そこに二体の竜から非常にもブレスが放たれ、尻尾がこんがり焼け焦げた・・あ、なんかいい匂い。
「私にすら勝てない貧弱さでは駄目ね。そもそも二人一緒に娶るとか・・論外よ!さあ、フィル、ティエ、あの尻尾で食事よ」
「「やったー!」」
イツキちゃん一人で簡単に・・・私達の死闘って一体なんだったのか。
『そう言うな、我らにとってはいい経験だったぞ』
「たしかにそうなの・・でも大怪我したからミミがすごく過保護になりそうなの」
『それはルビアが説得するのだ』
「はーーーぃ」
その後、みんなに配られた竜の尻尾のお肉は塩だけでも最高に美味だった。
『おおおっ!この肉最高じゃないか!?お義母様!ぜひこの魔物の名前を教えてくれ!』
「義母じゃねー!弱いくせに娘たちに手を出したら・・今度こそ食べ尽くすぞ!」
『いや、その前にこのお肉は私が狩り尽くして、結納代わりにします』
「・・・じゃあ狩り競争しようか?」『私が勝つ!』
「この肉の正体は・・土炎竜よ『ど・・え!?私!?』さあ、狩り尽くしましょうか!」
「フィル〜、ティエ〜、新鮮なお肉よ〜」
『冗談はやめて・・流石に燃やしますよ!あれ?力が出ない?ぎゃ、痛い痛い!その足はまだ生です!生きてますから〜!!!』
目覚めた竜に自分の尻尾のお肉を与える非常なイツキちゃんだが・・竜がイツキちゃんに足を食られる場面は超怖かった。

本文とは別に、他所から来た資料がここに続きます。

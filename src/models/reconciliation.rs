//! Statement reconciliation model.

use chrono::NaiveDate;
use serde::{Deserialize, Serialize};

use super::{BankAccountId, ReconciliationId, ReconciliationState};

/// An inclusive date range.
#[derive(Debug, Clone, Copy, PartialEq, Eq, Hash, Serialize, Deserialize)]
pub struct Period {
    /// First day (inclusive).
    pub start: NaiveDate,
    /// Last day (inclusive).
    pub end: NaiveDate,
}

impl Period {
    /// Creates a period from its bounds.
    #[inline]
    #[must_use]
    pub const fn new(start: NaiveDate, end: NaiveDate) -> Self {
        Self { start, end }
    }

    /// Returns `true` if `date` falls within the period.
    #[inline]
    #[must_use]
    pub fn contains(&self, date: NaiveDate) -> bool {
        self.start <= date && date <= self.end
    }
}

/// Reconciliation of a bank statement against the books for one account
/// and period.
#[derive(Debug, Clone, PartialEq, Serialize, Deserialize)]
#[serde(rename_all = "camelCase")]
pub struct Reconciliation {
    /// Unique identifier.
    pub id: ReconciliationId,
    /// Reconciled bank account.
    pub account_id: BankAccountId,
    /// Statement period.
    pub period: Period,
    /// Closing balance printed on the bank statement.
    pub statement_balance: f64,
    /// Balance according to the books.
    pub ledger_balance: f64,
    /// `statement_balance - ledger_balance`.
    pub variance: f64,
    /// Progress state.
    pub status: ReconciliationState,
}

トドメの「後で治せばお替りも出来るわ」という言葉で竜の戦意が完全に折れて、しくしくと泣き出した。
「あなたの陳腐な脳でも上下関係が理解出来たかしら?」
という言葉に竜は全力で頷いていた。ちょっと竜に同情してしまったのは内緒だ。
領都に引き上げる際
「みなさん、お荷物をお持ちしますよ」
あの竜が忠犬に変わっていたのも、うなずける出来事だった。